CHAVARRIA AND CHAVEZ
Lorenzo Chavarria worked on Abatti's shovel crew until his termination on January 29, 1976. With the exception of a single day's work, he was unable to find another job until March 26, 1976.
During this period of his unemployment, Chavarria daily went to El Hoyo in Calexico where he sought work. Labor contractors gather at El Hoyo to hire and transport workers to the fields.
From March 26, 1976, until July 20, 1976, Chavarria worked for Freedman/Travertine thinning grapes. Chavarria found his next job in Woodland, California, with Jose, a labor contractor.
During December 1976 and January 1977, Chavarria again worked for Freedman/Travertine in the Coachella area, pruning grapes. He was laid off at the end of January 1977 at which time he began searching for other work in the Coachella area. In March 1977 he was recalled by Freedman/Travertine. That summer, he again worked for the labor contractor in Woodland. Thereafter, he returned to Coachella, where in January 1978, he was recalled by Freedman/Travertine. He worked there from January to July 1978.
Chavarria was rehired by Freedman/Travertine in the fall of 1978. Indeed, up to the date of the hearing, since 1978 he had worked exclusively for Freedman/Travertine.
In late January 1981, Chavarria rejected an offer of reinstatement to his former job with Abatti.
The evidence establishes Chavarria found substantial employment with one employer during the backpay period. Abatti argues his backpay liability was tolled by this fact; the Board erred in applying its daily backpay formula to this case. The facts show that Chavarria was employed as a shoveler. The substantial employment he obtained with another employer was a pruner or thinner of grapes. Moreover, Chavarria was deprived of year ‘round employment with Abatti. He worked only seasonally for other employers.
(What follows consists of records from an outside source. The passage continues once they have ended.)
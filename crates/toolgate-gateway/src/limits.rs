// crates/toolgate-gateway/src/limits.rs
// ============================================================================
// Module: Subject Throttling
// Description: Optional per-subject admission control for the edge.
// Purpose: Shed abusive callers before policy evaluation when configured.
// Dependencies: toolgate-config, toolgate-core
// ============================================================================

//! ## Overview
//! Throttling is keyed by the resolved subject identity, the same key the
//! policy layers use, so one caller cannot starve the edge across tool
//! calls, listings, and stream setups. Each subject gets a window of
//! `max_requests` calls; a throttled subject learns its retry delay in
//! whole seconds, matching the `retry-after` convention the pending path
//! already uses. Stale windows are swept once per window; if the table is
//! full of distinct live subjects the throttle sheds new callers rather
//! than growing unbounded. Throttling is off unless configured.

// ============================================================================
// SECTION: Imports
// ============================================================================

use std::collections::BTreeMap;
use std::sync::Mutex;
use std::time::Duration;
use std::time::Instant;

use toolgate_config::RateLimitConfig;
use toolgate_core::SubjectId;

// ============================================================================
// SECTION: Verdicts
// ============================================================================

/// Admission verdict for one subject's request.
#[derive(Debug, Clone, Copy, PartialEq, Eq)]
pub enum ThrottleVerdict {
    /// The request proceeds to policy evaluation.
    Proceed,
    /// The subject exhausted its window.
    Throttled {
        /// Whole seconds until the subject's window reopens.
        retry_after_secs: u64,
    },
    /// Too many distinct live subjects; the request is shed.
    Shedding,
}

// ============================================================================
// SECTION: Throttle
// ============================================================================

/// Per-subject admission throttle for the edge.
///
/// # Invariants
/// - A subject's window opens on its first admitted call and reopens after
///   `window_ms`.
/// - The window table never exceeds `max_entries` live subjects.
pub struct SubjectThrottle {
    /// Configured window length, call cap, and table bound.
    settings: RateLimitConfig,
    /// Window table and sweep bookkeeping.
    state: Mutex<ThrottleState>,
}

/// Guarded throttle state.
struct ThrottleState {
    /// Open windows keyed by subject.
    windows: BTreeMap<SubjectId, SubjectWindow>,
    /// When stale windows were last swept.
    swept_at: Instant,
}

/// One subject's open window.
struct SubjectWindow {
    /// When this window opened.
    opened_at: Instant,
    /// Calls admitted in this window.
    admitted: u32,
}

impl SubjectThrottle {
    /// Creates a throttle from configuration.
    #[must_use]
    pub fn new(settings: RateLimitConfig) -> Self {
        Self {
            settings,
            state: Mutex::new(ThrottleState {
                windows: BTreeMap::new(),
                swept_at: Instant::now(),
            }),
        }
    }

    /// Decides whether a subject's request may proceed.
    pub fn admit(&self, subject: &SubjectId) -> ThrottleVerdict {
        let window = Duration::from_millis(self.settings.window_ms);
        let now = Instant::now();
        let Ok(mut state) = self.state.lock() else {
            return ThrottleVerdict::Shedding;
        };

        if now.duration_since(state.swept_at) >= window {
            state.windows.retain(|_, open| now.duration_since(open.opened_at) < window);
            state.swept_at = now;
        }
        if !state.windows.contains_key(subject) && state.windows.len() >= self.settings.max_entries
        {
            return ThrottleVerdict::Shedding;
        }

        let open = state.windows.entry(subject.clone()).or_insert(SubjectWindow {
            opened_at: now,
            admitted: 0,
        });
        if now.duration_since(open.opened_at) >= window {
            open.opened_at = now;
            open.admitted = 0;
        }
        if open.admitted >= self.settings.max_requests {
            let remaining = window.saturating_sub(now.duration_since(open.opened_at));
            return ThrottleVerdict::Throttled {
                retry_after_secs: ceil_secs(remaining),
            };
        }
        open.admitted = open.admitted.saturating_add(1);
        ThrottleVerdict::Proceed
    }
}

// ============================================================================
// SECTION: Helpers
// ============================================================================

/// Rounds a duration up to whole seconds, never below one.
fn ceil_secs(duration: Duration) -> u64 {
    let millis = u64::try_from(duration.as_millis()).unwrap_or(u64::MAX);
    millis.div_ceil(1_000).max(1)
}

// ============================================================================
// SECTION: Tests
// ============================================================================

#[cfg(test)]
mod tests {
    use toolgate_config::RateLimitConfig;
    use toolgate_core::SubjectId;

    use super::SubjectThrottle;
    use super::ThrottleVerdict;

    fn throttle(max_requests: u32, max_entries: usize) -> SubjectThrottle {
        SubjectThrottle::new(RateLimitConfig {
            max_requests,
            window_ms: 60_000,
            max_entries,
        })
    }

    #[test]
    fn throttles_after_window_cap() {
        let throttle = throttle(2, 16);
        let jarvis = SubjectId::new("jarvis@acme.com");
        assert_eq!(throttle.admit(&jarvis), ThrottleVerdict::Proceed);
        assert_eq!(throttle.admit(&jarvis), ThrottleVerdict::Proceed);
        let verdict = throttle.admit(&jarvis);
        let ThrottleVerdict::Throttled {
            retry_after_secs,
        } = verdict
        else {
            panic!("expected throttled, got {verdict:?}");
        };
        assert!(retry_after_secs >= 1);
        assert!(retry_after_secs <= 60);
    }

    #[test]
    fn subjects_keep_independent_windows() {
        let throttle = throttle(1, 16);
        let jarvis = SubjectId::new("jarvis@acme.com");
        let pepper = SubjectId::new("pepper@acme.com");
        assert_eq!(throttle.admit(&jarvis), ThrottleVerdict::Proceed);
        assert!(matches!(throttle.admit(&jarvis), ThrottleVerdict::Throttled { .. }));
        assert_eq!(throttle.admit(&pepper), ThrottleVerdict::Proceed);
    }

    #[test]
    fn full_table_sheds_new_subjects_only() {
        let throttle = throttle(5, 1);
        let jarvis = SubjectId::new("jarvis@acme.com");
        let pepper = SubjectId::new("pepper@acme.com");
        assert_eq!(throttle.admit(&jarvis), ThrottleVerdict::Proceed);
        assert_eq!(throttle.admit(&pepper), ThrottleVerdict::Shedding);
        // The tracked subject keeps its window.
        assert_eq!(throttle.admit(&jarvis), ThrottleVerdict::Proceed);
    }
}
The issue of “substantially equivalent employment” was factually and legally litigated. The evidence regarding interim wage suggested he had not obtained substantially equivalent employment prior to Abatti's offer of reinstatement in 1981. Chavarria's earnings were significantly less from the grape pruning work.
Abatti's contention that Chavarria's subjective state of mind resulted in a waiver of the right to backpay was properly rejected. (N.L.R.B. v. East Texas Steel Castings Company (5th Cir.1958) 255 F.2d 284.) Substantial evidence supports the Board's finding of no substantially equivalent employment as well as the calculation of earnings on the daily formula loss.
Miguel Chavez was a member of Abatti's sprinkler crew before discharge. He worked year-round. He diligently sought work after termination. Chavez found substantial seasonal work with Bud Antel harvesting lettuce and with other labor contractors.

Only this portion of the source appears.